■ **The task**
Taking the listing below, restate word for word each line from the line with "and their responses." to the line with "Remove every key under a prefix.", ends included, and stop there.

■ **Given data**

::::::

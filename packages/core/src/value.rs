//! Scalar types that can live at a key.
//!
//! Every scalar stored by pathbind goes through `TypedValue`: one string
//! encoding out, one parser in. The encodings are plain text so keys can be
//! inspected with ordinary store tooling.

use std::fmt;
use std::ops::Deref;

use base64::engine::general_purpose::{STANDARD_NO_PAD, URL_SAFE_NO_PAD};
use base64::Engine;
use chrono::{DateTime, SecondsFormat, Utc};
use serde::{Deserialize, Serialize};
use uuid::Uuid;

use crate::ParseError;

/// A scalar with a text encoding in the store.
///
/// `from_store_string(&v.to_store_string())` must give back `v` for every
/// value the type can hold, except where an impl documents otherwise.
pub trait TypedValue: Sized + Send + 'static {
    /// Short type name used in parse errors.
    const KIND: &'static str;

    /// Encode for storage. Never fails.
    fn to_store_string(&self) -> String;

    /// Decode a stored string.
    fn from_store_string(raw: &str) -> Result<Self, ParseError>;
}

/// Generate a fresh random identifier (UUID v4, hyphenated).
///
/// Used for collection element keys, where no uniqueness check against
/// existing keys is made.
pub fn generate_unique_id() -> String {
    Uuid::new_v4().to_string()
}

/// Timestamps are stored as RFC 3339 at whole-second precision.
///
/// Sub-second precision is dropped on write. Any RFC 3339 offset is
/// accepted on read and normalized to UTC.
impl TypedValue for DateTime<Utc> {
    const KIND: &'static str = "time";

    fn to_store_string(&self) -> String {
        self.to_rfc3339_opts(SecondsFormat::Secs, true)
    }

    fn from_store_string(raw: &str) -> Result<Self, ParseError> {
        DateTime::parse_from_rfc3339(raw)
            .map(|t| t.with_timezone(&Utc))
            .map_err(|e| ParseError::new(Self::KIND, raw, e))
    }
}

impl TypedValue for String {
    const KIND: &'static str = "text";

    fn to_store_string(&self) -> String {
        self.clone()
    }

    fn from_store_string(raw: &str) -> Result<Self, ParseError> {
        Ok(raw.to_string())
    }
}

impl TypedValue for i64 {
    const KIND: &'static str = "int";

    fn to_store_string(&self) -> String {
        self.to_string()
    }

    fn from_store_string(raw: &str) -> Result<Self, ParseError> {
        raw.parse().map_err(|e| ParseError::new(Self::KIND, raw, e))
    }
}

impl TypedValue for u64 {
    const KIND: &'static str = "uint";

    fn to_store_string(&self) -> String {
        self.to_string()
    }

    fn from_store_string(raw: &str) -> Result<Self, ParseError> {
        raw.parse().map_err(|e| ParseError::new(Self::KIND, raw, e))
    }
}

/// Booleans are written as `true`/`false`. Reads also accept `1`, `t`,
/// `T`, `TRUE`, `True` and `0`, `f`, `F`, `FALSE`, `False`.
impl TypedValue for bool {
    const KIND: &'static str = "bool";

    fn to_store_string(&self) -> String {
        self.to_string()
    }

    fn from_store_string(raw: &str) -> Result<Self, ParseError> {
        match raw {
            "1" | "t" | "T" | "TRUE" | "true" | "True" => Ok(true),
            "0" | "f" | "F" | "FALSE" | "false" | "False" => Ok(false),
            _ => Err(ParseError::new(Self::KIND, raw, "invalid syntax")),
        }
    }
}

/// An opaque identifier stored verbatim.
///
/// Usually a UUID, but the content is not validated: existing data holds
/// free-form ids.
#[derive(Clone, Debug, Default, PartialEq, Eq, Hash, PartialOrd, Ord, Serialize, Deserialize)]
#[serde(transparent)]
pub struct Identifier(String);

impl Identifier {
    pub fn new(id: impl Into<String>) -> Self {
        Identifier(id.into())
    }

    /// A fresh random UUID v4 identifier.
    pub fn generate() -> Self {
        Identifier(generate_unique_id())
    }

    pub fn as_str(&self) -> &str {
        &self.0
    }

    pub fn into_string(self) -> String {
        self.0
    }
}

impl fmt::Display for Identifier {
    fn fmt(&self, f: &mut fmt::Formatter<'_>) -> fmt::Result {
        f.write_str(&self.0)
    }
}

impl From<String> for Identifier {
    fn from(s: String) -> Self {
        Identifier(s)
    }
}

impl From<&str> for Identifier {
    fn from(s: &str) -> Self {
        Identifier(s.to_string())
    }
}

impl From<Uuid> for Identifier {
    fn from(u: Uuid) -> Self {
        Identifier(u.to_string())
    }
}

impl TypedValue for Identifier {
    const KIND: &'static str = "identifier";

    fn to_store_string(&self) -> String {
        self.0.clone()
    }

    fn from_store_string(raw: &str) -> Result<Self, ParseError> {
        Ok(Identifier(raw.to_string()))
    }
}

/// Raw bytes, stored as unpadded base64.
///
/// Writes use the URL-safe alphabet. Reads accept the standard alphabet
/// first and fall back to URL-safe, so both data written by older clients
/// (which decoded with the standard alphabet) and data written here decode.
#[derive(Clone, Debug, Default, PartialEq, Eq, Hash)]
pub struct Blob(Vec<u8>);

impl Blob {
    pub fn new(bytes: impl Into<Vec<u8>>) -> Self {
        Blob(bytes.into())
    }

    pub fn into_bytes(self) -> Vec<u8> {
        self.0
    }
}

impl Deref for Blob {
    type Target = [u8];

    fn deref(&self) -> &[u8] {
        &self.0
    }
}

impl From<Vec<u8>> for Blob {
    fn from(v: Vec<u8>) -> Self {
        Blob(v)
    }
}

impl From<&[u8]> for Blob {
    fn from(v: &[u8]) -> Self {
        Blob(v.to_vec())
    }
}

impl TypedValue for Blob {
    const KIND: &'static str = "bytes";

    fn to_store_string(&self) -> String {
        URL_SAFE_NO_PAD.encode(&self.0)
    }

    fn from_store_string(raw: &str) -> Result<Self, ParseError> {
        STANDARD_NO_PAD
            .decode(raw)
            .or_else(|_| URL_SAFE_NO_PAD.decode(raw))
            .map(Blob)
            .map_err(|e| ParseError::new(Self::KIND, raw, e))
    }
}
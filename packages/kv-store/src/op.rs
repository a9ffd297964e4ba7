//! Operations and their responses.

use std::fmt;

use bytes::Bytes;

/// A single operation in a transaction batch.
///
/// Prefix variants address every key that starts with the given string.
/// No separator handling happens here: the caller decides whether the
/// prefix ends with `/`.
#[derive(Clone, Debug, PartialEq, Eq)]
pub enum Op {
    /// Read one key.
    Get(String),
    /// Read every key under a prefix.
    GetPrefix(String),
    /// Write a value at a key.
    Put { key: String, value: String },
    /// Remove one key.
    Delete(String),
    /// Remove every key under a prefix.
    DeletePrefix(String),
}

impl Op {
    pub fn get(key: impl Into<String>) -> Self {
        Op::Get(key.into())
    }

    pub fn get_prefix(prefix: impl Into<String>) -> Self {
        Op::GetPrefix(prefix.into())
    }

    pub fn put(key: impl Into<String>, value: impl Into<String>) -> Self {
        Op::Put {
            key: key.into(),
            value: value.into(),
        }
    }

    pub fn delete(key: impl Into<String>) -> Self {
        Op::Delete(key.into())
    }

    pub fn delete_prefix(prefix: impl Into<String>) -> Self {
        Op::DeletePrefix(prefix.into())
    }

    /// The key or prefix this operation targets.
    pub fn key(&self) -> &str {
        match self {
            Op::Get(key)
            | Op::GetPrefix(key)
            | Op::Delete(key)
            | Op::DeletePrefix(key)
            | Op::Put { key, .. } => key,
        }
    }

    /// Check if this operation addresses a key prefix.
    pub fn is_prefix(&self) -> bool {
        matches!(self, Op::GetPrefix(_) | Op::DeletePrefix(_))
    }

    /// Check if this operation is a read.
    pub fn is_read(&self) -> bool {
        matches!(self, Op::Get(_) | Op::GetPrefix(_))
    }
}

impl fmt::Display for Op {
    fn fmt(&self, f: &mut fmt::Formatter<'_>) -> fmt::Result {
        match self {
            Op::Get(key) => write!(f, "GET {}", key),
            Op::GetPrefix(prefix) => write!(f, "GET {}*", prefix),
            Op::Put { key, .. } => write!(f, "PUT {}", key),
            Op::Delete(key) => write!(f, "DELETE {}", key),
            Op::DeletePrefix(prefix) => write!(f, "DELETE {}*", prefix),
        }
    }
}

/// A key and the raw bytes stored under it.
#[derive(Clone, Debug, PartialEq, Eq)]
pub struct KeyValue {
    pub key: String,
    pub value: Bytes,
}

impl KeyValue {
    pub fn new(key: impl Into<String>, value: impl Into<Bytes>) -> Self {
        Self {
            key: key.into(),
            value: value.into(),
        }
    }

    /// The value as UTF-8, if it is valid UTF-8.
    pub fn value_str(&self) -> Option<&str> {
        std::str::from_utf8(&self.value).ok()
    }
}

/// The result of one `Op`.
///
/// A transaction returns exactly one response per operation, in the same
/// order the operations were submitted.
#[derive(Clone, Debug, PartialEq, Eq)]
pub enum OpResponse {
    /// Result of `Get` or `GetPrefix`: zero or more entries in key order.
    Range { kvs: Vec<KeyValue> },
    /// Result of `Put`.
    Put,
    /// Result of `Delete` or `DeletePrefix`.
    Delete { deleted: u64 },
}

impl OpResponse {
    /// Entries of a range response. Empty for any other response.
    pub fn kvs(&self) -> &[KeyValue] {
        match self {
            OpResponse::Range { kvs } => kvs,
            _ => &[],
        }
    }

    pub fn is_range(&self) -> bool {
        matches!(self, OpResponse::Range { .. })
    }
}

::::::

■ **Answer for this exercise**
//! Operations and their responses.

use std::fmt;

use bytes::Bytes;

/// A single operation in a transaction batch.
///
/// Prefix variants address every key that starts with the given string.
/// No separator handling happens here: the caller decides whether the
/// prefix ends with `/`.
#[derive(Clone, Debug, PartialEq, Eq)]
pub enum Op {
    /// Read one key.
    Get(String),
    /// Read every key under a prefix.
    GetPrefix(String),
    /// Write a value at a key.
    Put { key: String, value: String },
    /// Remove one key.
    Delete(String),
    /// Remove every key under a prefix.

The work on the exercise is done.